La cura di tali situazioni estremamente critiche non consente scorciatoie di risposte univoche (descalation, addestramento del personale all’autodifesa o simili), né, occorre ricordarlo, esiste la possibilità per la psichiatria, nello specifico, come scienza, di trattare questi disturbi con una certezza di risultato. Sicuramente, però, ciò che è richiesto da tali situazioni, è una ricchezza di risorse sul piano del personale, una multi-professionalità reale. Occorre dire anche chiaramente, a tal proposito, che la legge 81/2014 – che disponeva la chiusura degli OPG – è tutt’ora irrisolta: manca una chiara definizione dei percorsi e dei livelli di cura e di assistenza. Certo è che la chiusura degli OPG rimane una conquista di civiltà, e non è assolutamente pensabile rinegoziarla, ma la questione ancora aperta è in quali termini teorico-pratici si possa realizzare un sistema di comunità giudiziario e al contempo curante.
Ipotizzarlo non è per niente facile. Sicuramente la riforma, su tale fronte, è ancora più incompiuta di quanto non sia quella della legge 180/1978, e richiede indubbiamente
interventi legislativi e attuativi ulteriori.
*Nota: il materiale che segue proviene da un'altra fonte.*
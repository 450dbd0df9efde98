/// Index build service: corpus snapshot → embeddings → LanceDB table.
///
/// Embeddings are recomputed only when a record's composed text changes:
/// vectors are cached in Redis keyed by the SHA-256 of the text, so re-running
/// a reindex after an unrelated corpus edit only embeds the touched records.
/// The table create-or-replace is the atomic publish point; the search cache
/// namespace is invalidated immediately after.
use std::sync::Arc;

use arrow_array::{ArrayRef, FixedSizeListArray, Float32Array, RecordBatch, StringArray};
use arrow_schema::{DataType, Field, Schema};
use sha2::{Digest, Sha256};
use tracing::{info, warn};

use match_common::embedding::EmbeddingClient;
use match_common::error::CommonError;
use match_common::vectordb::VectorDb;

use crate::cache::EngineCache;
use crate::corpus::CorpusSnapshot;
use crate::error::AppError;
use crate::model::ProgramRecord;
use crate::search::PROGRAM_TABLE;

pub struct IndexService {
    embedder: Arc<EmbeddingClient>,
    vectordb: Arc<VectorDb>,
    cache: Arc<EngineCache>,
}

/// Result of a reindex pass.
pub struct IndexReport {
    pub indexed: usize,
    /// Records dropped because no valid embedding could be produced for them.
    pub dropped: usize,
    /// How many vectors were reused from the content-hash cache.
    pub reused: usize,
}

impl IndexService {
    pub fn new(
        embedder: Arc<EmbeddingClient>,
        vectordb: Arc<VectorDb>,
        cache: Arc<EngineCache>,
    ) -> Self {
        Self {
            embedder,
            vectordb,
            cache,
        }
    }

    /// True when the LanceDB table does not reflect the given snapshot: the
    /// recorded version differs, or the table itself is missing.
    pub async fn needs_update(&self, snapshot: &CorpusSnapshot) -> bool {
        match self.cache.get_index_version().await {
            Some(version) if version == snapshot.version => !self.table_exists().await,
            _ => true,
        }
    }

    pub async fn table_exists(&self) -> bool {
        self.vectordb
            .get_by_id(PROGRAM_TABLE, "__nonexistent__")
            .await
            .is_ok()
    }

    /// Rebuild the table from the snapshot.
    pub async fn reindex(&self, snapshot: &CorpusSnapshot) -> Result<IndexReport, AppError> {
        let mut records: Vec<&ProgramRecord> = snapshot.programs.values().collect();
        records.sort_by(|a, b| a.id.cmp(&b.id));
        info!(
            programs = records.len(),
            version = %snapshot.version,
            "starting index rebuild"
        );

        let texts: Vec<String> = records.iter().map(|r| embedding_text(r)).collect();
        let hashes: Vec<String> = texts.iter().map(|t| content_hash(t)).collect();

        let dim = self.embedder.dimensions();
        let mut vectors: Vec<Option<Vec<f32>>> = self.cache.get_embeddings(&hashes, dim).await;
        if vectors.len() != records.len() {
            // Redis degraded mid-call; treat everything as a miss.
            vectors = vec![None; records.len()];
        }
        let reused = vectors.iter().filter(|v| v.is_some()).count();

        let miss_indices: Vec<usize> = (0..records.len())
            .filter(|&i| vectors[i].is_none())
            .collect();
        if !miss_indices.is_empty() {
            let miss_texts: Vec<String> =
                miss_indices.iter().map(|&i| texts[i].clone()).collect();
            let embedded = self.embedder.embed_documents(&miss_texts).await?;
            if embedded.len() != miss_texts.len() {
                return Err(AppError::Common(CommonError::Embedding(format!(
                    "embedding count mismatch: expected {}, got {}",
                    miss_texts.len(),
                    embedded.len()
                ))));
            }
            for (&i, vector) in miss_indices.iter().zip(embedded) {
                self.cache.set_embedding(&hashes[i], &vector).await;
                vectors[i] = Some(vector);
            }
        }

        // Drop any record that still lacks a valid vector rather than failing
        // the whole batch.
        let mut kept_records: Vec<&ProgramRecord> = Vec::with_capacity(records.len());
        let mut kept_texts: Vec<&str> = Vec::with_capacity(records.len());
        let mut kept_vectors: Vec<Vec<f32>> = Vec::with_capacity(records.len());
        let mut dropped = 0usize;
        for (i, vector) in vectors.into_iter().enumerate() {
            match vector {
                Some(v) if v.len() == dim => {
                    kept_records.push(records[i]);
                    kept_texts.push(&texts[i]);
                    kept_vectors.push(v);
                }
                _ => {
                    warn!(id = %records[i].id, "dropping record without a valid embedding");
                    dropped += 1;
                }
            }
        }

        let batch = build_record_batch(&kept_records, &kept_texts, &kept_vectors, dim)?;
        let schema = batch.schema();
        self.vectordb
            .create_or_replace_table(PROGRAM_TABLE, schema, vec![batch])
            .await?;

        self.cache.invalidate_search().await;
        self.cache.set_index_version(&snapshot.version).await;

        info!(
            indexed = kept_records.len(),
            dropped,
            reused,
            version = %snapshot.version,
            "index rebuild complete"
        );
        Ok(IndexReport {
            indexed: kept_records.len(),
            dropped,
            reused,
        })
    }
}

/// The text that gets embedded and full-text indexed for one program.
pub fn embedding_text(record: &ProgramRecord) -> String {
    let mut parts: Vec<String> = vec![record.name.clone(), record.description.clone()];
    if !record.criteria.sectors.is_empty() {
        parts.push(format!("Sectors: {}", record.criteria.sectors.join(", ")));
    }
    if !record.criteria.technologies.is_empty() {
        parts.push(format!(
            "Technologies: {}",
            record.criteria.technologies.join(", ")
        ));
    }
    if let Some(state) = &record.criteria.state {
        parts.push(format!("State: {state}"));
    }
    parts.join("\n")
}

pub fn content_hash(text: &str) -> String {
    let mut hasher = Sha256::new();
    hasher.update(text.as_bytes());
    format!("{:x}", hasher.finalize())
}

fn build_record_batch(
    records: &[&ProgramRecord],
    texts: &[&str],
    embeddings: &[Vec<f32>],
    dim: usize,
) -> Result<RecordBatch, AppError> {
    let embedding_dim = dim as i32;

    let ids: Vec<&str> = records.iter().map(|r| r.id.as_str()).collect();
    let names: Vec<&str> = records.iter().map(|r| r.name.as_str()).collect();
    let states: Vec<&str> = records
        .iter()
        .map(|r| r.criteria.state.as_deref().unwrap_or(""))
        .collect();
    // Single-sector column for filter pushdown; multi-sector programs are
    // rare enough that the first tag is the filterable one.
    let sectors: Vec<&str> = records
        .iter()
        .map(|r| r.criteria.sectors.first().map(|s| s.as_str()).unwrap_or(""))
        .collect();
    let statuses: Vec<&str> = records.iter().map(|r| r.status.as_str()).collect();

    let id_array: ArrayRef = Arc::new(StringArray::from(ids));
    let name_array: ArrayRef = Arc::new(StringArray::from(names));
    let state_array: ArrayRef = Arc::new(StringArray::from(states));
    let sector_array: ArrayRef = Arc::new(StringArray::from(sectors));
    let status_array: ArrayRef = Arc::new(StringArray::from(statuses));
    let text_array: ArrayRef = Arc::new(StringArray::from(texts.to_vec()));

    let flat_values: Vec<f32> = embeddings.iter().flat_map(|e| e.iter().copied()).collect();
    let values_array = Float32Array::from(flat_values);
    let embedding_array: ArrayRef = Arc::new(
        FixedSizeListArray::try_new(
            Arc::new(Field::new("item", DataType::Float32, true)),
            embedding_dim,
            Arc::new(values_array),
            None,
        )
        .map_err(|e| {
            AppError::Common(CommonError::VectorDb(format!(
                "failed to build embedding array: {e}"
            )))
        })?,
    );

    let schema = Arc::new(Schema::new(vec![
        Field::new("id", DataType::Utf8, false),
        Field::new("name", DataType::Utf8, false),
        Field::new("state", DataType::Utf8, false),
        Field::new("sector", DataType::Utf8, false),
        Field::new("status", DataType::Utf8, false),
        Field::new("text", DataType::Utf8, false),
        Field::new(
            "embedding",
            DataType::FixedSizeList(
                Arc::new(Field::new("item", DataType::Float32, true)),
                embedding_dim,
            ),
            false,
        ),
    ]));

    RecordBatch::try_new(
        schema,
        vec![
            id_array,
            name_array,
            state_array,
            sector_array,
            status_array,
            text_array,
            embedding_array,
        ],
    )
    .map_err(|e| {
        AppError::Common(CommonError::VectorDb(format!(
            "failed to build record batch: {e}"
        )))
    })
}

#[cfg(test)]
mod tests {
    use super::*;
    use crate::model::{EligibilityCriteria, Incentive};

    fn record(id: &str, description: &str) -> ProgramRecord {
        ProgramRecord {
            id: id.to_string(),
            name: format!("Program {id}"),
            description: description.to_string(),
            status: Default::default(),
            categories: Vec::new(),
            criteria: EligibilityCriteria::default(),
            bonus_rules: Vec::new(),
            stacking_rules: Vec::new(),
            incentive: Incentive::Fixed { amount: 1.0 },
        }
    }

    #[test]
    fn content_hash_changes_with_text() {
        let a = record("p1", "solar rebate");
        let mut b = record("p1", "solar rebate");
        assert_eq!(
            content_hash(&embedding_text(&a)),
            content_hash(&embedding_text(&b))
        );
        b.description = "wind rebate".to_string();
        assert_ne!(
            content_hash(&embedding_text(&a)),
            content_hash(&embedding_text(&b))
        );
    }

    #[test]
    fn embedding_text_includes_criteria() {
        let mut r = record("p1", "desc");
        r.criteria.sectors = vec!["clean-energy".to_string()];
        r.criteria.technologies = vec!["solar".to_string()];
        r.criteria.state = Some("NY".to_string());
        let text = embedding_text(&r);
        assert!(text.contains("Program p1"));
        assert!(text.contains("Sectors: clean-energy"));
        assert!(text.contains("Technologies: solar"));
        assert!(text.contains("State: NY"));
    }

    #[test]
    fn record_batch_has_expected_schema() {
        let r1 = record("a", "first");
        let r2 = record("b", "second");
        let records = vec![&r1, &r2];
        let texts = vec!["first text", "second text"];
        let embeddings = vec![vec![0.0f32; 4], vec![1.0f32; 4]];
        let batch = build_record_batch(&records, &texts, &embeddings, 4).unwrap();
        assert_eq!(batch.num_rows(), 2);
        let schema = batch.schema();
        let names: Vec<&str> = schema
            .fields()
            .iter()
            .map(|f| f.name().as_str())
            .collect();
        assert_eq!(
            names,
            vec!["id", "name", "state", "sector", "status", "text", "embedding"]
        );
    }
}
È necessario, ancora una volta, investire tempo e risorse sotto la guida di una reale multi-professionalità, che non releghi ai soliti “tecnici” tutta la definizione operativa, che si avvantaggi delle voci delle scienze sociali, dell’antropologia, della giurisprudenza, della filosofia, e di quanto altro possa arricchire la risposta ad un bisogno complesso e mutevole.
La rivoluzione banale: tempo di agire sui determinanti di salute
Rivoluzionario, quindi, per noi attiviste della salute, è il riconoscimento politico, finalmente inequivocabile, dei determinanti della salute: salute e malattia sono prodotti tanto biologici quanto sociali, culturali, storici, materiali, politici. In pochi sono ormai disposti a credere che le malattie, tutte le malattie, possano riguardare “solo il corpo” o “solo la mente”, perchè, al contrario, recano con sé bisogni che investono l’esistenza tutta e, nel caso di malattie croniche o degenerative, per tutta la durata dell’esistenza stessa.
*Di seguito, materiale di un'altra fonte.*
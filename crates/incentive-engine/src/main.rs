mod cache;
mod config;
mod corpus;
mod eligibility;
mod error;
mod index;
mod model;
mod recommend;
mod search;
mod server;
mod stacking;

use std::sync::Arc;

use rmcp::{ServiceExt, transport::stdio};
use tracing::{info, warn};
use tracing_subscriber::EnvFilter;

use cache::EngineCache;
use config::Config;
use corpus::CorpusStore;
use index::IndexService;
use search::HybridSearchEngine;
use server::IncentiveEngineServer;

#[tokio::main]
async fn main() -> anyhow::Result<()> {
    // Initialize tracing to stderr (stdout is reserved for MCP JSON-RPC)
    tracing_subscriber::fmt()
        .with_env_filter(EnvFilter::from_default_env().add_directive(tracing::Level::INFO.into()))
        .with_writer(std::io::stderr)
        .with_ansi(false)
        .init();

    info!("starting incentive-engine MCP server");

    // 1. Load config from environment
    let config = Config::from_env()?;
    info!(
        corpus_path = %config.corpus_path,
        lancedb_path = %config.lancedb_path,
        redis = config.redis_url.is_some(),
        "configuration loaded"
    );

    // 2. Connect to Redis (optional, graceful degradation if unavailable)
    let redis_cache = match_common::redis::RedisCache::new(config.redis_url.as_deref());
    if redis_cache.is_available().await {
        info!("redis connected");
    } else {
        info!("redis unavailable, running without cache");
    }
    let cache = Arc::new(EngineCache::new(redis_cache, config.search_cache_ttl_secs));

    // 3. Configure the embedding provider client
    let embedding_config = match_common::embedding::EmbeddingClientConfig::from_env();
    let embedder = Arc::new(match_common::embedding::EmbeddingClient::new(
        embedding_config,
    )?);
    info!(dimensions = embedder.dimensions(), "embedding client ready");

    // 4. Connect to LanceDB
    let vectordb = Arc::new(match_common::vectordb::VectorDb::connect(&config.lancedb_path).await?);
    info!("lancedb connected");

    // 5. Load the corpus and re-index if its content changed
    let (snapshot, skipped) = corpus::load_corpus(&config.corpus_path)?;
    info!(
        programs = snapshot.len(),
        skipped,
        version = %snapshot.version,
        "corpus loaded"
    );

    let index_service = Arc::new(IndexService::new(
        Arc::clone(&embedder),
        Arc::clone(&vectordb),
        Arc::clone(&cache),
    ));
    if index_service.needs_update(&snapshot).await {
        info!("indexing programs (first run or corpus changed)");
        match index_service.reindex(&snapshot).await {
            Ok(report) => info!(
                indexed = report.indexed,
                dropped = report.dropped,
                reused = report.reused,
                "indexing complete"
            ),
            // A stale-but-present index still serves searches; only a missing
            // table is fatal at startup.
            Err(e) if index_service.table_exists().await => {
                warn!(error = %e, "re-index failed, serving from the existing stale index");
            }
            Err(e) => return Err(e.into()),
        }
    } else {
        info!("index up to date");
    }
    let corpus_store = Arc::new(CorpusStore::new(snapshot));

    // 6. Build MCP server and serve on stdio
    let search_engine = Arc::new(HybridSearchEngine::new(
        Arc::clone(&embedder),
        Arc::clone(&vectordb),
        Arc::clone(&cache),
    ));
    let server = IncentiveEngineServer::new(corpus_store, search_engine, index_service, config);

    info!("MCP server ready, serving on stdio");
    let service = server.serve(stdio()).await.inspect_err(|e| {
        tracing::error!(error = %e, "MCP server error");
    })?;

    service.waiting().await?;
    info!("MCP server shut down");
    Ok(())
}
Riconosciamo, tuttavia, in questo cambio di paradigma, ormai ampiamente legittimato e a vario titolo, sulla definizione di salute non come mera assenza di malattia, la necessità che le professionistə della salute si mettano in gioco fino in fondo in interventi complessi, in cui il campo della relazione d’aiuto sia investito tanto dalla presenza della mente-corpo delle pazientə quanto della mente-corpo delle professionistə, le quali, per poterselo permettere, devono in primo luogo godere di una salute buona, veramente buona.
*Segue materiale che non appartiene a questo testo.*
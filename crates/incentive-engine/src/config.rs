use std::time::Duration;

use crate::error::AppError;

/// Application configuration loaded explicitly from environment variables.
///
/// No defaults are assumed for paths — the caller must provide them.
/// Redis URL is optional; if absent, the engine runs without caching.
#[derive(Debug, Clone)]
pub struct Config {
    /// Redis connection URL (e.g. "redis://127.0.0.1:6379"). `None` disables caching.
    pub redis_url: Option<String>,
    /// Filesystem path to the LanceDB data directory.
    pub lancedb_path: String,
    /// Filesystem path to the canonical program corpus (JSON array of records)
    /// produced by the ingestion pipeline.
    pub corpus_path: String,
    /// Overall per-request deadline for the recommend pipeline.
    pub request_deadline: Duration,
    /// Maximum candidates scored concurrently within one request.
    pub scoring_concurrency: usize,
    /// TTL for cached search results, in seconds.
    pub search_cache_ttl_secs: u64,
    /// Minimum eligibility score for a candidate to reach the stacking step.
    pub eligibility_floor: f64,
}

impl Config {
    /// Load configuration from environment variables.
    ///
    /// Required:
    /// - `LANCEDB_PATH`: path to LanceDB data directory
    /// - `CORPUS_PATH`: path to the canonical program corpus JSON
    ///
    /// Optional:
    /// - `REDIS_URL`: Redis connection string (omit to disable caching)
    /// - `REQUEST_DEADLINE_SECS`: overall request deadline (default 15, clamped 5–30)
    /// - `SCORING_CONCURRENCY`: bounded scoring parallelism (default 8)
    /// - `SEARCH_CACHE_TTL_SECS`: search-result cache TTL (default 300)
    /// - `ELIGIBILITY_FLOOR`: minimum score for stacking candidates (default 40)
    pub fn from_env() -> Result<Self, AppError> {
        let lancedb_path = std::env::var("LANCEDB_PATH").map_err(|_| {
            AppError::Config("LANCEDB_PATH environment variable is required".to_string())
        })?;

        let corpus_path = std::env::var("CORPUS_PATH").map_err(|_| {
            AppError::Config("CORPUS_PATH environment variable is required".to_string())
        })?;

        if !std::path::Path::new(&corpus_path).exists() {
            return Err(AppError::Config(format!(
                "corpus file not found at {corpus_path}"
            )));
        }

        let redis_url = std::env::var("REDIS_URL").ok();

        let request_deadline = std::env::var("REQUEST_DEADLINE_SECS")
            .ok()
            .and_then(|s| s.parse::<u64>().ok())
            .map(|secs| secs.clamp(5, 30))
            .map(Duration::from_secs)
            .unwrap_or_else(|| Duration::from_secs(15));

        let scoring_concurrency = std::env::var("SCORING_CONCURRENCY")
            .ok()
            .and_then(|s| s.parse::<usize>().ok())
            .filter(|&n| n > 0)
            .unwrap_or(8);

        let search_cache_ttl_secs = std::env::var("SEARCH_CACHE_TTL_SECS")
            .ok()
            .and_then(|s| s.parse::<u64>().ok())
            .unwrap_or(300);

        let eligibility_floor = std::env::var("ELIGIBILITY_FLOOR")
            .ok()
            .and_then(|s| s.parse::<f64>().ok())
            .map(|f| f.clamp(0.0, 100.0))
            .unwrap_or(40.0);

        Ok(Self {
            redis_url,
            lancedb_path,
            corpus_path,
            request_deadline,
            scoring_concurrency,
            search_cache_ttl_secs,
            eligibility_floor,
        })
    }
}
Ma, se questo è vero, ora che i bisogni di cura sono radicalmente mutati (e non da ieri), i professionisti e le professioniste della cura devono essere messə in condizione di non continuare a fornire risposte uguali – monolitiche, semplicistiche, riduzionistiche – a bisogni diversi: complessi, plurideterminati, esistenziali.